■ Given data
++++++++++++++++++++

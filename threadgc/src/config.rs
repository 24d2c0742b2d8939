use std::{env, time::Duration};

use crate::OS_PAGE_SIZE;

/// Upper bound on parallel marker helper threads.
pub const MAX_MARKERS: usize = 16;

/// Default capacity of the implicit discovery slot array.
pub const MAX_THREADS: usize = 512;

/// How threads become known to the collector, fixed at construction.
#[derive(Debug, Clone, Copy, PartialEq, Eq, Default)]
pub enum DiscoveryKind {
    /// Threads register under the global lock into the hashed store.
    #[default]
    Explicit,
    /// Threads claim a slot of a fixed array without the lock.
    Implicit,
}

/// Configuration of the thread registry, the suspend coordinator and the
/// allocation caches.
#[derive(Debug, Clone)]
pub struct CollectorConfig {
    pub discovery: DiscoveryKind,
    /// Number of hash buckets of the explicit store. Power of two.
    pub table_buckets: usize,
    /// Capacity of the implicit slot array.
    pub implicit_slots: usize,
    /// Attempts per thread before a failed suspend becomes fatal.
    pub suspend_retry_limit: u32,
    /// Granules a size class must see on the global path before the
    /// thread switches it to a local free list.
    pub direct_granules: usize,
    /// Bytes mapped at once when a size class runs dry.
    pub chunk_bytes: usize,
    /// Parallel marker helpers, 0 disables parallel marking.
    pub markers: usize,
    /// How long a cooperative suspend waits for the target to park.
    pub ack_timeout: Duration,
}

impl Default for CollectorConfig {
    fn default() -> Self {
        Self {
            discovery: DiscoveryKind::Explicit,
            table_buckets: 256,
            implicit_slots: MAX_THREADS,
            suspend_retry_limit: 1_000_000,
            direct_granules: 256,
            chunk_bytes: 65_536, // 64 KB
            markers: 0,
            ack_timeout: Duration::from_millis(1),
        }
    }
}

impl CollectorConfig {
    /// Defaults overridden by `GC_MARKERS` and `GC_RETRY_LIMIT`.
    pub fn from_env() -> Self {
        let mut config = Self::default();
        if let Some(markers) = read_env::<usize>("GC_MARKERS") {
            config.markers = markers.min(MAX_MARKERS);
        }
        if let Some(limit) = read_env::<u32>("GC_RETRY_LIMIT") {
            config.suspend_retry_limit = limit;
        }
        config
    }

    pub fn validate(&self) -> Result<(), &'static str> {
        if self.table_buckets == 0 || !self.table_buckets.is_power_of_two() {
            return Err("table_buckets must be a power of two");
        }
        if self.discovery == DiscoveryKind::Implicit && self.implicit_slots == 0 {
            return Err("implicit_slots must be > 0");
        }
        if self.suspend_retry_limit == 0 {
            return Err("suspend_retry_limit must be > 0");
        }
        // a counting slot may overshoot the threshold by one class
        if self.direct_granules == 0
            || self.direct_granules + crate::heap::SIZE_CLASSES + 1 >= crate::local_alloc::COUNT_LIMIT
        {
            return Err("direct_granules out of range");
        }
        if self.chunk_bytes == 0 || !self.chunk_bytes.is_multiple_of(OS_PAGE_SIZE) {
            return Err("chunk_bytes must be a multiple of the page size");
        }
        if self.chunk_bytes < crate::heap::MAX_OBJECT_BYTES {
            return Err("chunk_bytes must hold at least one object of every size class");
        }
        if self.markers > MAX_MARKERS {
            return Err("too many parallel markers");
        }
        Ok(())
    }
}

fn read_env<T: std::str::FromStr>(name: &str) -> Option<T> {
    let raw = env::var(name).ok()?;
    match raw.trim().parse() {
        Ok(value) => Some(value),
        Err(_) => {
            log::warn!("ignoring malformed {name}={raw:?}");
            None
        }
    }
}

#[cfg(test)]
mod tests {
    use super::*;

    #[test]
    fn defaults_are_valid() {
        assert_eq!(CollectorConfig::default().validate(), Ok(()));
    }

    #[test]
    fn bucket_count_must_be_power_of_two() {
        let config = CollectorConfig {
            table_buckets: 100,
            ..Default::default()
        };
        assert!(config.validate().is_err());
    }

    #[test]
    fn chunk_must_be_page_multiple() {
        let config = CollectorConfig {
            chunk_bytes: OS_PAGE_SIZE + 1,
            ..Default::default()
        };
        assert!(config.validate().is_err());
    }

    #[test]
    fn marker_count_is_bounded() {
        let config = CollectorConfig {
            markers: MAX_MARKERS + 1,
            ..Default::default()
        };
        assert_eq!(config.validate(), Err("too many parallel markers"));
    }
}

++++++++++++++++++++

■ What to do
Everything from the line with "by one class" through the line with "if self.chunk_bytes <" should be written out exactly as it appears above, end lines included, and nothing outside that range.

■ Response to the exercise
        // a counting slot may overshoot the threshold by one class
        if self.direct_granules == 0
            || self.direct_granules + crate::heap::SIZE_CLASSES + 1 >= crate::local_alloc::COUNT_LIMIT
        {
            return Err("direct_granules out of range");
        }
        if self.chunk_bytes == 0 || !self.chunk_bytes.is_multiple_of(OS_PAGE_SIZE) {
            return Err("chunk_bytes must be a multiple of the page size");
        }
        if self.chunk_bytes < crate::heap::MAX_OBJECT_BYTES {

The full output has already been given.